//! Certificate trust configuration for outbound calls.
//!
//! Two knobs exist:
//!
//! - extra root certificates, configured once on the transport
//!   ([`TransportConfig`](crate::http::TransportConfig));
//! - a per-request [`TrustPolicy`], attached by the
//!   [`RequestBuilder`](crate::http::RequestBuilder).
//!
//! Standard validation is the default. Accepting any certificate must be asked
//! for by name.
//!
//! ```ignore
//! use pinlane_net::tls::{Certificate, TrustPolicy};
//!
//! let ca_cert = Certificate::from_pem_file("/path/to/ca.crt")?;
//! let transport = ReqwestTransport::builder()
//!     .add_root_certificate(ca_cert)
//!     .build()?;
//!
//! let spec = RequestBuilder::new()
//!     .url("https://staging.internal/pin")
//!     .trust_policy(TrustPolicy::DangerAcceptInvalidCerts)
//!     .build()?;
//! ```

use std::io::{BufReader, Cursor};
use std::path::Path;

use rustls_pki_types::CertificateDer;

use crate::error::{NetError, Result};

/// Certificate validation strategy for a single request.
#[derive(Debug, Clone, Copy, PartialEq, Eq, Default)]
pub enum TrustPolicy {
    /// Validate the server certificate chain and hostname.
    #[default]
    Verify,
    /// Accept any certificate the server presents.
    ///
    /// # Warning
    ///
    /// This disables certificate verification and makes the connection
    /// vulnerable to man-in-the-middle attacks.
    DangerAcceptInvalidCerts,
}

impl TrustPolicy {
    /// Returns `true` for the relaxed policy.
    pub fn is_relaxed(self) -> bool {
        matches!(self, Self::DangerAcceptInvalidCerts)
    }
}

/// A TLS certificate to add to the trust store.
#[derive(Clone)]
pub struct Certificate {
    der_certs: Vec<CertificateDer<'static>>,
}

impl std::fmt::Debug for Certificate {
    fn fmt(&self, f: &mut std::fmt::Formatter<'_>) -> std::fmt::Result {
        f.debug_struct("Certificate")
            .field("cert_count", &self.der_certs.len())
            .finish()
    }
}

impl Certificate {
    /// Load a certificate from PEM-encoded bytes.
    ///
    /// This can contain multiple certificates (a certificate chain).
    pub fn from_pem(pem_data: impl AsRef<[u8]>) -> Result<Self> {
        let mut reader = BufReader::new(Cursor::new(pem_data.as_ref()));
        let certs: Vec<CertificateDer<'static>> = rustls_pemfile::certs(&mut reader)
            .collect::<std::result::Result<Vec<_>, _>>()
            .map_err(|e| NetError::Tls(format!("Failed to parse PEM certificate: {e}")))?;

        if certs.is_empty() {
            return Err(NetError::Tls("No certificates found in PEM data".to_string()));
        }

        Ok(Self { der_certs: certs })
    }

    /// Load a certificate from a PEM-encoded file.
    pub fn from_pem_file(path: impl AsRef<Path>) -> Result<Self> {
        let pem_data = std::fs::read(path.as_ref()).map_err(|e| {
            NetError::Tls(format!(
                "Failed to read certificate file '{}': {e}",
                path.as_ref().display()
            ))
        })?;
        Self::from_pem(pem_data)
    }

    /// Load a certificate from DER-encoded bytes.
    pub fn from_der(der_data: impl Into<Vec<u8>>) -> Self {
        Self {
            der_certs: vec![CertificateDer::from(der_data.into())],
        }
    }

    /// Number of DER certificates held.
    pub fn len(&self) -> usize {
        self.der_certs.len()
    }

    /// Whether no certificate is held. Never true for a successfully parsed PEM.
    pub fn is_empty(&self) -> bool {
        self.der_certs.is_empty()
    }

    /// Convert to reqwest certificates for use with the HTTP client.
    pub(crate) fn to_reqwest_certificates(&self) -> Vec<reqwest::Certificate> {
        self.der_certs
            .iter()
            .filter_map(|cert| reqwest::Certificate::from_der(cert.as_ref()).ok())
            .collect()
    }
}

#[cfg(test)]
mod tests {
    use super::*;

    #[test]
    fn test_trust_policy_default_verifies() {
        assert_eq!(TrustPolicy::default(), TrustPolicy::Verify);
        assert!(!TrustPolicy::Verify.is_relaxed());
        assert!(TrustPolicy::DangerAcceptInvalidCerts.is_relaxed());
    }

    #[test]
    fn test_certificate_from_pem() {
        let pem = r#"-----BEGIN CERTIFICATE-----
MIIBkTCB+wIJAKHBfpegE3jEMA0GCSqGSIb3DQEBCwUAMBExDzANBgNVBAMMBnRl
c3RjYTAeFw0yMzAxMDEwMDAwMDBaFw0yNDAxMDEwMDAwMDBaMBExDzANBgNVBAMM
BnRlc3RjYTBcMA0GCSqGSIb3DQEBAQUAA0sAMEgCQQC7o96HtiK7onnPevKSE2LL
oSXwnmfYwZPV2bvfGS18lK8F+DL+42IjT3ucMXnLBhzNCLNKE8yCVK6LPlsvpNlX
AgMBAAGjUzBRMB0GA1UdDgQWBBQgHGHqPcVi1N4CG7IxDJaFMvP6XTAfBgNVHSME
GDAWgBQgHGHqPcVi1N4CG7IxDJaFMvP6XTAPBgNVHRMBAf8EBTADAQH/MA0GCSqG
SIb3DQEBCwUAA0EAGLJHfg9dS/T39L6VQLJeZcpH7mY8vKaM9dM/Zn3HMhfc0Yjv
3hxMPmPGjjpQ9JKaLI0Rq7n5oEUP+xluoAAfrQ==
-----END CERTIFICATE-----"#;

        let cert = Certificate::from_pem(pem).unwrap();
        assert_eq!(cert.len(), 1);
    }

    #[test]
    fn test_certificate_from_pem_without_blocks_fails() {
        let result = Certificate::from_pem("not a certificate");
        assert!(matches!(result, Err(NetError::Tls(_))));
    }

    #[test]
    fn test_certificate_from_der() {
        let der = vec![0x30, 0x03, 0x02, 0x01, 0x00];
        let cert = Certificate::from_der(der);
        assert_eq!(cert.len(), 1);
        assert!(!cert.is_empty());
    }
}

◇ ◇ ◇ ◇ ◇ ◇ ◇

# What you are asked to do
Copy the data. Make sure every line matches exactly.

# Solution to this task
//! Certificate trust configuration for outbound calls.
//!
//! Two knobs exist:
//!
//! - extra root certificates, configured once on the transport
//!   ([`TransportConfig`](crate::http::TransportConfig));
//! - a per-request [`TrustPolicy`], attached by the
//!   [`RequestBuilder`](crate::http::RequestBuilder).
//!
//! Standard validation is the default. Accepting any certificate must be asked
//! for by name.
//!
//! ```ignore
//! use pinlane_net::tls::{Certificate, TrustPolicy};
//!
//! let ca_cert = Certificate::from_pem_file("/path/to/ca.crt")?;
//! let transport = ReqwestTransport::builder()
//!     .add_root_certificate(ca_cert)
//!     .build()?;
//!
//! let spec = RequestBuilder::new()
//!     .url("https://staging.internal/pin")
//!     .trust_policy(TrustPolicy::DangerAcceptInvalidCerts)
//!     .build()?;
//! ```

use std::io::{BufReader, Cursor};
use std::path::Path;

use rustls_pki_types::CertificateDer;

use crate::error::{NetError, Result};

/// Certificate validation strategy for a single request.
#[derive(Debug, Clone, Copy, PartialEq, Eq, Default)]
pub enum TrustPolicy {
    /// Validate the server certificate chain and hostname.
    #[default]
    Verify,
    /// Accept any certificate the server presents.
    ///
    /// # Warning
    ///
    /// This disables certificate verification and makes the connection
    /// vulnerable to man-in-the-middle attacks.
    DangerAcceptInvalidCerts,
}

impl TrustPolicy {
    /// Returns `true` for the relaxed policy.
    pub fn is_relaxed(self) -> bool {
        matches!(self, Self::DangerAcceptInvalidCerts)
    }
}

/// A TLS certificate to add to the trust store.
#[derive(Clone)]
pub struct Certificate {
    der_certs: Vec<CertificateDer<'static>>,
}

impl std::fmt::Debug for Certificate {
    fn fmt(&self, f: &mut std::fmt::Formatter<'_>) -> std::fmt::Result {
        f.debug_struct("Certificate")
            .field("cert_count", &self.der_certs.len())
            .finish()
    }
}

impl Certificate {
    /// Load a certificate from PEM-encoded bytes.
    ///
    /// This can contain multiple certificates (a certificate chain).
    pub fn from_pem(pem_data: impl AsRef<[u8]>) -> Result<Self> {
        let mut reader = BufReader::new(Cursor::new(pem_data.as_ref()));
        let certs: Vec<CertificateDer<'static>> = rustls_pemfile::certs(&mut reader)
            .collect::<std::result::Result<Vec<_>, _>>()
            .map_err(|e| NetError::Tls(format!("Failed to parse PEM certificate: {e}")))?;

        if certs.is_empty() {
            return Err(NetError::Tls("No certificates found in PEM data".to_string()));
        }

        Ok(Self { der_certs: certs })
    }

    /// Load a certificate from a PEM-encoded file.
    pub fn from_pem_file(path: impl AsRef<Path>) -> Result<Self> {
        let pem_data = std::fs::read(path.as_ref()).map_err(|e| {
            NetError::Tls(format!(
                "Failed to read certificate file '{}': {e}",
                path.as_ref().display()
            ))
        })?;
        Self::from_pem(pem_data)
    }

    /// Load a certificate from DER-encoded bytes.
    pub fn from_der(der_data: impl Into<Vec<u8>>) -> Self {
        Self {
            der_certs: vec![CertificateDer::from(der_data.into())],
        }
    }

    /// Number of DER certificates held.
    pub fn len(&self) -> usize {
        self.der_certs.len()
    }

    /// Whether no certificate is held. Never true for a successfully parsed PEM.
    pub fn is_empty(&self) -> bool {
        self.der_certs.is_empty()
    }

    /// Convert to reqwest certificates for use with the HTTP client.
    pub(crate) fn to_reqwest_certificates(&self) -> Vec<reqwest::Certificate> {
        self.der_certs
            .iter()
            .filter_map(|cert| reqwest::Certificate::from_der(cert.as_ref()).ok())
            .collect()
    }
}

#[cfg(test)]
mod tests {
    use super::*;

    #[test]
    fn test_trust_policy_default_verifies() {
        assert_eq!(TrustPolicy::default(), TrustPolicy::Verify);
        assert!(!TrustPolicy::Verify.is_relaxed());
        assert!(TrustPolicy::DangerAcceptInvalidCerts.is_relaxed());
    }

    #[test]
    fn test_certificate_from_pem() {
        let pem = r#"-----BEGIN CERTIFICATE-----
MIIBkTCB+wIJAKHBfpegE3jEMA0GCSqGSIb3DQEBCwUAMBExDzANBgNVBAMMBnRl
c3RjYTAeFw0yMzAxMDEwMDAwMDBaFw0yNDAxMDEwMDAwMDBaMBExDzANBgNVBAMM
BnRlc3RjYTBcMA0GCSqGSIb3DQEBAQUAA0sAMEgCQQC7o96HtiK7onnPevKSE2LL
oSXwnmfYwZPV2bvfGS18lK8F+DL+42IjT3ucMXnLBhzNCLNKE8yCVK6LPlsvpNlX
AgMBAAGjUzBRMB0GA1UdDgQWBBQgHGHqPcVi1N4CG7IxDJaFMvP6XTAfBgNVHSME
GDAWgBQgHGHqPcVi1N4CG7IxDJaFMvP6XTAPBgNVHRMBAf8EBTADAQH/MA0GCSqG
SIb3DQEBCwUAA0EAGLJHfg9dS/T39L6VQLJeZcpH7mY8vKaM9dM/Zn3HMhfc0Yjv
3hxMPmPGjjpQ9JKaLI0Rq7n5oEUP+xluoAAfrQ==
-----END CERTIFICATE-----"#;

        let cert = Certificate::from_pem(pem).unwrap();
        assert_eq!(cert.len(), 1);
    }

    #[test]
    fn test_certificate_from_pem_without_blocks_fails() {
        let result = Certificate::from_pem("not a certificate");
        assert!(matches!(result, Err(NetError::Tls(_))));
    }

    #[test]
    fn test_certificate_from_der() {
        let der = vec![0x30, 0x03, 0x02, 0x01, 0x00];
        let cert = Certificate::from_der(der);
        assert_eq!(cert.len(), 1);
        assert!(!cert.is_empty());
    }
}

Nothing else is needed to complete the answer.